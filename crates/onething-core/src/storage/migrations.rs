//! Database schema migrations for onething.
//!
//! Migrations are versioned and applied automatically when opening the database.
//! The `schema_version` table tracks the current migration version.

use rusqlite::{Connection, Result as SqliteResult};
use tracing::warn;

/// Current schema version.
pub const SCHEMA_VERSION: i32 = 2;

/// Apply all pending migrations to bring the database to the current schema version.
///
/// # Errors
/// Returns an error if migration fails.
pub fn migrate(conn: &Connection) -> SqliteResult<()> {
    create_schema_version_table(conn)?;

    let current_version = get_schema_version(conn);

    if current_version < 1 {
        migrate_v1(conn)?;
    }
    if current_version < 2 {
        migrate_v2(conn)?;
    }

    Ok(())
}

fn create_schema_version_table(conn: &Connection) -> SqliteResult<()> {
    conn.execute_batch(
        "CREATE TABLE IF NOT EXISTS schema_version (
            version INTEGER PRIMARY KEY
        );",
    )
}

/// Returns 0 if no version is set (initial database).
pub fn get_schema_version(conn: &Connection) -> i32 {
    conn.query_row("SELECT version FROM schema_version", [], |row| {
        row.get::<_, i32>(0)
    })
    .unwrap_or_else(|e| {
        if !matches!(e, rusqlite::Error::QueryReturnedNoRows) {
            warn!(error = %e, "failed to read schema_version");
        }
        0
    })
}

fn set_schema_version(conn: &Connection, version: i32) -> SqliteResult<()> {
    conn.execute("DELETE FROM schema_version", [])?;
    conn.execute(
        "INSERT INTO schema_version (version) VALUES (?1)",
        [version],
    )?;
    Ok(())
}

/// v1: one JSON record per store.
fn migrate_v1(conn: &Connection) -> SqliteResult<()> {
    conn.execute_batch(
        "CREATE TABLE IF NOT EXISTS kv (
            key   TEXT PRIMARY KEY,
            value TEXT NOT NULL
        );",
    )?;
    set_schema_version(conn, 1)
}

/// v2: track when each record was last written.
fn migrate_v2(conn: &Connection) -> SqliteResult<()> {
    let has_column: bool = conn
        .prepare("SELECT 1 FROM pragma_table_info('kv') WHERE name = 'updated_at'")?
        .exists([])?;
    if !has_column {
        conn.execute_batch("ALTER TABLE kv ADD COLUMN updated_at TEXT;")?;
    }
    set_schema_version(conn, 2)
}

──────

• AIM OF THE EXERCISE
Among the records, how many lines include the string "SqliteResult"? State the number and add nothing.

• YOUR RESPONSE
6